Search the records for the string "NaiveDate". Copy each line where it occurs.
::: Recorded information :::
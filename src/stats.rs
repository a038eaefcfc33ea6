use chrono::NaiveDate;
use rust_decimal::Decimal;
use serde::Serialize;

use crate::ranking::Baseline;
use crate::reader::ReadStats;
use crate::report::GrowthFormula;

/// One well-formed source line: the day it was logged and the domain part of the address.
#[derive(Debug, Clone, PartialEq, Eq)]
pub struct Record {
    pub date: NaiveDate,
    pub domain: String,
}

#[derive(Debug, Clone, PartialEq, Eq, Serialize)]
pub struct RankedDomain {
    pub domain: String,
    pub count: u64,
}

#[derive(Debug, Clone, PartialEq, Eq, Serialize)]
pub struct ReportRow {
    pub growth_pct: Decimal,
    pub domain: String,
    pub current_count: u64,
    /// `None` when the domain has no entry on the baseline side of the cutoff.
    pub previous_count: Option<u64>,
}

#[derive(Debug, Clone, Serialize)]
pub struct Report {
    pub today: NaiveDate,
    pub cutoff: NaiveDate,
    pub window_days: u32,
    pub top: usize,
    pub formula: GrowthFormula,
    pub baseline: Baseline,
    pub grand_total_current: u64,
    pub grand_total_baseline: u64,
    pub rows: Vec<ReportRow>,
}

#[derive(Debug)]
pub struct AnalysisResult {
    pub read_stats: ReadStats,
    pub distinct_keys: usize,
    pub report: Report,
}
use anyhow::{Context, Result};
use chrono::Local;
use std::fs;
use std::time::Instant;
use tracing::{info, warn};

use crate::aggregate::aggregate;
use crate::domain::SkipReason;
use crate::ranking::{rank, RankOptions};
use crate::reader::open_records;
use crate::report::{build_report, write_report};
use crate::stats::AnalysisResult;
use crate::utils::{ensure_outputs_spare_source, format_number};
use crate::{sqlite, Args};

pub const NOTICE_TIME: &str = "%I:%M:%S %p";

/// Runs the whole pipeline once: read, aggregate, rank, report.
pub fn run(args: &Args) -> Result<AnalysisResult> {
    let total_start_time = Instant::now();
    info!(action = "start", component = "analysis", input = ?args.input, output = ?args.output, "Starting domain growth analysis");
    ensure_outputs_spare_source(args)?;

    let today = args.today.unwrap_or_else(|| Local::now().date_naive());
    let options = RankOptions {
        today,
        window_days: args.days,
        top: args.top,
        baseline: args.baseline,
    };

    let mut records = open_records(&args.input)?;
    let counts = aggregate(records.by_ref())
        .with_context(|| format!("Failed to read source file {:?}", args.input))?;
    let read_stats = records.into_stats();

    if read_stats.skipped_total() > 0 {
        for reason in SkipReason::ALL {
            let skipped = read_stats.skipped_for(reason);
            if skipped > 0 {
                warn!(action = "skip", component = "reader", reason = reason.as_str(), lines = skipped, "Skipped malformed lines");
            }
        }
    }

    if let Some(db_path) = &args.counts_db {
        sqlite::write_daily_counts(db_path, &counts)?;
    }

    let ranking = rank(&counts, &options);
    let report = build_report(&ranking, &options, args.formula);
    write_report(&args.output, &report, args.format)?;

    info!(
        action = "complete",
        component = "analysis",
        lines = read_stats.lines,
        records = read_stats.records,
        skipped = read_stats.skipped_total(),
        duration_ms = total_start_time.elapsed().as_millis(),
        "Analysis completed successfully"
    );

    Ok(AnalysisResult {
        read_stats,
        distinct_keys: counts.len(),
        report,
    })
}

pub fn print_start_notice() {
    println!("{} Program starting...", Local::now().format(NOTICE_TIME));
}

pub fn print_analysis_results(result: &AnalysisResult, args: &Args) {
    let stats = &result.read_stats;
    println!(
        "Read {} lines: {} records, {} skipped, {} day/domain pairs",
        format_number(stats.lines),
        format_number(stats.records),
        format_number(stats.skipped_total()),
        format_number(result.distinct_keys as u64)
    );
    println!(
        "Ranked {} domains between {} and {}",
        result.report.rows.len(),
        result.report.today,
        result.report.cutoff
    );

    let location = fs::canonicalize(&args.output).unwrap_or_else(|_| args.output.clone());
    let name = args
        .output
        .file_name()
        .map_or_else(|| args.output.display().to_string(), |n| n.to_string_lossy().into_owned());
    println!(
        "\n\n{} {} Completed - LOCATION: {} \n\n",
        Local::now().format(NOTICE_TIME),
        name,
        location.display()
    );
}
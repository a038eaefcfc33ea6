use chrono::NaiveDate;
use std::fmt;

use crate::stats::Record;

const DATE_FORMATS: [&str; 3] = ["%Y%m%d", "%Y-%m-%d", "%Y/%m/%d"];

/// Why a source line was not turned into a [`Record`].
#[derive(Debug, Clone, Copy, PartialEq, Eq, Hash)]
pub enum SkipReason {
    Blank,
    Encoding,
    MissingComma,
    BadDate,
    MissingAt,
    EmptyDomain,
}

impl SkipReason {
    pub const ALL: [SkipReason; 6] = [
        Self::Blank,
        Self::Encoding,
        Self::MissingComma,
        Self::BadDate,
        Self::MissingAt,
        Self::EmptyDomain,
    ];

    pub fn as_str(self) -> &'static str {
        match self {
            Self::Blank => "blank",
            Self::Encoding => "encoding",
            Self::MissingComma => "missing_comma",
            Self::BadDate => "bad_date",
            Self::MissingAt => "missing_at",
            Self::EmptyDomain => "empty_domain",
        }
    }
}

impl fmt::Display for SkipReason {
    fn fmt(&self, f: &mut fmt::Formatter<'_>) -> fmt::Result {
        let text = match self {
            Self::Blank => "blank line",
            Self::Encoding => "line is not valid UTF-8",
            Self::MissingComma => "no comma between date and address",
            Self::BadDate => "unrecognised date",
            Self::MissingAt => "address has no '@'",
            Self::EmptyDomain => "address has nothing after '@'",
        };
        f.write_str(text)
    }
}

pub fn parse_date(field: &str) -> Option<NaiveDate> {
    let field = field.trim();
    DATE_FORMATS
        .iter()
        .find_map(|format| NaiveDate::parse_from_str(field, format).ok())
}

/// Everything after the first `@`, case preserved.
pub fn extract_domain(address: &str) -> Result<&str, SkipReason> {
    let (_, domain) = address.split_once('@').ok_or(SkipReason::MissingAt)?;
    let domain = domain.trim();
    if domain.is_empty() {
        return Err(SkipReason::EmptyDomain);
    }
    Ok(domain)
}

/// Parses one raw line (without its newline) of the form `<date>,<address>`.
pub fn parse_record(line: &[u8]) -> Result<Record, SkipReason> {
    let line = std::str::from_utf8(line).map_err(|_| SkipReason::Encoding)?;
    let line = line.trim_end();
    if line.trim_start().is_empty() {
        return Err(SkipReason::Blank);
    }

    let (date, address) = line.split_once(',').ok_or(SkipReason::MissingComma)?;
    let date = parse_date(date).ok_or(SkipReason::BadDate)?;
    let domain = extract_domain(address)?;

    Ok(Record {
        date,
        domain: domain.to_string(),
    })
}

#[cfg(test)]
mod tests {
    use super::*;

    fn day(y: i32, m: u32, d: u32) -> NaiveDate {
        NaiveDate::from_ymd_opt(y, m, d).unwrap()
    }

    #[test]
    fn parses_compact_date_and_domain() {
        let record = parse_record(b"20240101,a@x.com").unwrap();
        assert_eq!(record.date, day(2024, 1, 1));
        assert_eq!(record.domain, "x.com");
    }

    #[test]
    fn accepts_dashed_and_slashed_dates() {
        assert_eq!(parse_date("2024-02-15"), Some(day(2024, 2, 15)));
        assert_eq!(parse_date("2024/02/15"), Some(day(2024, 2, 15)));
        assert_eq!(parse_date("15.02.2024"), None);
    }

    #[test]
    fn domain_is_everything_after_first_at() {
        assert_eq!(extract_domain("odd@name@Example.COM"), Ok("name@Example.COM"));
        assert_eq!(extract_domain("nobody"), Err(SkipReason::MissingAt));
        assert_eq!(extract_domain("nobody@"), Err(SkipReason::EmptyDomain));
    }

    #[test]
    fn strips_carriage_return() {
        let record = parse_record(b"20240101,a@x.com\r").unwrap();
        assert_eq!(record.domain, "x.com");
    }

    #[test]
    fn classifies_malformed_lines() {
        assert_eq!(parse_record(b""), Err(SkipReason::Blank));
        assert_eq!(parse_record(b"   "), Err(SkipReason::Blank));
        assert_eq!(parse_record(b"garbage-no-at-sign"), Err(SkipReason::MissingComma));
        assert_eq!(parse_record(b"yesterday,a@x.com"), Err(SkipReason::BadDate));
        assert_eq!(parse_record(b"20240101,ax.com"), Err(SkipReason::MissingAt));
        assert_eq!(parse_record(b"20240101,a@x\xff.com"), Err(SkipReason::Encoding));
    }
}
:::
» **Task answer**:
use chrono::NaiveDate;
    pub date: NaiveDate,
    pub today: NaiveDate,
    pub cutoff: NaiveDate,
use chrono::NaiveDate;
pub fn parse_date(field: &str) -> Option<NaiveDate> {
        .find_map(|format| NaiveDate::parse_from_str(field, format).ok())
    fn day(y: i32, m: u32, d: u32) -> NaiveDate {
        NaiveDate::from_ymd_opt(y, m, d).unwrap()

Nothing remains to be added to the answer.